---------- Input records ----------

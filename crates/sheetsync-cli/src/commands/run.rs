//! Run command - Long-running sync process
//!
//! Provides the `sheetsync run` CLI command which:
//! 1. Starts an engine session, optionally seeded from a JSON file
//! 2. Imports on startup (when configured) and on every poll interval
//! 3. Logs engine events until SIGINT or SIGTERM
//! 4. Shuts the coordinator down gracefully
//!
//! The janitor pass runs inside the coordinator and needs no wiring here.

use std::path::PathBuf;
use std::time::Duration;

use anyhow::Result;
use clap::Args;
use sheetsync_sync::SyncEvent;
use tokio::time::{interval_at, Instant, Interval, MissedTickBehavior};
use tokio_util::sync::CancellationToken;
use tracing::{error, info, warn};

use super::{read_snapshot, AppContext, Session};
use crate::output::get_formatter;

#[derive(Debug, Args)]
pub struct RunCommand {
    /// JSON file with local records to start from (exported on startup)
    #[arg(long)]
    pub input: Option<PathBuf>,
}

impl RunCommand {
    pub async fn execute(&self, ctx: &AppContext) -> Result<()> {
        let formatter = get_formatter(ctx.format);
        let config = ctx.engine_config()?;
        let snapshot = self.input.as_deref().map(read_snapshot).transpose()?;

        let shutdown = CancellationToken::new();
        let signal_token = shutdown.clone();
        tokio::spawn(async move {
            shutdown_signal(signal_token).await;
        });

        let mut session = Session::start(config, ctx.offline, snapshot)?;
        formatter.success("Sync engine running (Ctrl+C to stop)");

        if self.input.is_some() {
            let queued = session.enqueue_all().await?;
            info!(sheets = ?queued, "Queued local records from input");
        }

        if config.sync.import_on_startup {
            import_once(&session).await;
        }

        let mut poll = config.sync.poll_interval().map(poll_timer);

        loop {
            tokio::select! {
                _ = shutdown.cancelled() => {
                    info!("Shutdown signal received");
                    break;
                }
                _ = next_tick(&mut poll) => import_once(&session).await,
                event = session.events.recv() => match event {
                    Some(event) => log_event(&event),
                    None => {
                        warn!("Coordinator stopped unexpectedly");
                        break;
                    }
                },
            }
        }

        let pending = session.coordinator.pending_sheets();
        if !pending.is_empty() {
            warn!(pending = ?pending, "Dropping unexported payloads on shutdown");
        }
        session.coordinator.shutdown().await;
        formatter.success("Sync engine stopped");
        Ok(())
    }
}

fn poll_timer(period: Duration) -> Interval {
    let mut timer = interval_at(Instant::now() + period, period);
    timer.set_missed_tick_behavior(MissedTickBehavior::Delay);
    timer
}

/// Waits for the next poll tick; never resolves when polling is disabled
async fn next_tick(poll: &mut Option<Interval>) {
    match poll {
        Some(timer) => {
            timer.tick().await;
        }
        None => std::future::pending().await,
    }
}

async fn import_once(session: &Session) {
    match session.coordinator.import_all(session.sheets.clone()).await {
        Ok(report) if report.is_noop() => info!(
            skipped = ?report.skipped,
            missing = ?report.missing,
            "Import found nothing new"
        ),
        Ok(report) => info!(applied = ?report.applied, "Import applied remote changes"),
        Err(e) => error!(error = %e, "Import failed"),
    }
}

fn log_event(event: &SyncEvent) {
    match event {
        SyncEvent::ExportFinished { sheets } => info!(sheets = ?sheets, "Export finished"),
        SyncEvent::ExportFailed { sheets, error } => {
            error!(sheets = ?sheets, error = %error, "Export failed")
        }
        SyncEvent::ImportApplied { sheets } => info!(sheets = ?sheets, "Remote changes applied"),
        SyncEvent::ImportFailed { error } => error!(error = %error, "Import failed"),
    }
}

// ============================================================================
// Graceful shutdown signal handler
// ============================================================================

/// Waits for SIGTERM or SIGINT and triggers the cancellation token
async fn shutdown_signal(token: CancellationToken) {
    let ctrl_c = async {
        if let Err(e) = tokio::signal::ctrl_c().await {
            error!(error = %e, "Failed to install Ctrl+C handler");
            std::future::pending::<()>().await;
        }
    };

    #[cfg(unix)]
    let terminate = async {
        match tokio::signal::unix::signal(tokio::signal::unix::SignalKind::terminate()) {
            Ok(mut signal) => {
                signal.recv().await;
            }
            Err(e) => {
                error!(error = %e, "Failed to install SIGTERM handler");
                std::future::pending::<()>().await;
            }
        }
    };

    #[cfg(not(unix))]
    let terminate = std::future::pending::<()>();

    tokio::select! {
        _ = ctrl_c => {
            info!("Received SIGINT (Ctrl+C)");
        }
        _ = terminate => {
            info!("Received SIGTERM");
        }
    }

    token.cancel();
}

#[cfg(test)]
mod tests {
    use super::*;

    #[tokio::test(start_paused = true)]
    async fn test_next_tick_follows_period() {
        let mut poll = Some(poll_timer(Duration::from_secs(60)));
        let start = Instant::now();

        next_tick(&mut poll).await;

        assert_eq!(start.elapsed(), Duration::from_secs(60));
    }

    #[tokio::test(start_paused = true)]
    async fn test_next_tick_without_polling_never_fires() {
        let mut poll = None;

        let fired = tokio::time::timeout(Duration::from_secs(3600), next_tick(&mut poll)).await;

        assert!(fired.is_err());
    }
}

----------
---------- Input records ----------

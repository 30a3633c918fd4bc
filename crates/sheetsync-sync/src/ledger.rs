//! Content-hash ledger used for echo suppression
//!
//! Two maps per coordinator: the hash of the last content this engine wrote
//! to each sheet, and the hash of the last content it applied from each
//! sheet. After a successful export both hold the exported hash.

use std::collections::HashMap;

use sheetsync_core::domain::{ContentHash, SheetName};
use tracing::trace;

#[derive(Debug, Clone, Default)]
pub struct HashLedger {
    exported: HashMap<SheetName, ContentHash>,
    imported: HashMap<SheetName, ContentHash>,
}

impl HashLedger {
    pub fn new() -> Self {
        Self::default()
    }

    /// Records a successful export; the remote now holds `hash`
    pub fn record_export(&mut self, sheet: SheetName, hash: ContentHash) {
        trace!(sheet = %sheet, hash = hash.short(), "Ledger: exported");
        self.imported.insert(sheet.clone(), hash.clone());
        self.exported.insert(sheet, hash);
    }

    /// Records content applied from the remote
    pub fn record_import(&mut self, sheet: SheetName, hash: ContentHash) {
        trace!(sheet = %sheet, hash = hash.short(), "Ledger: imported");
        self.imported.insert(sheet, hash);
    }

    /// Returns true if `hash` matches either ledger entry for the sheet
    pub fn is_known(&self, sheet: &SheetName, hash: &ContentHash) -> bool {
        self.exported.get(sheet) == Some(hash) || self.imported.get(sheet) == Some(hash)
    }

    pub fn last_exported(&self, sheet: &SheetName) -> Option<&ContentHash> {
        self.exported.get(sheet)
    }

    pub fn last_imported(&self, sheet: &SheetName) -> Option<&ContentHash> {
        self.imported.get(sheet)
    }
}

----------

Exercise —
In the entries above, find the line with "every poll interval" and the line with "pub async fn", then set down exactly those two and every line between them, nothing else.

Exercise response —
//! 2. Imports on startup (when configured) and on every poll interval
//! 3. Logs engine events until SIGINT or SIGTERM
//! 4. Shuts the coordinator down gracefully
//!
//! The janitor pass runs inside the coordinator and needs no wiring here.

use std::path::PathBuf;
use std::time::Duration;

use anyhow::Result;
use clap::Args;
use sheetsync_sync::SyncEvent;
use tokio::time::{interval_at, Instant, Interval, MissedTickBehavior};
use tokio_util::sync::CancellationToken;
use tracing::{error, info, warn};

use super::{read_snapshot, AppContext, Session};
use crate::output::get_formatter;

#[derive(Debug, Args)]
pub struct RunCommand {
    /// JSON file with local records to start from (exported on startup)
    #[arg(long)]
    pub input: Option<PathBuf>,
}

impl RunCommand {
    pub async fn execute(&self, ctx: &AppContext) -> Result<()> {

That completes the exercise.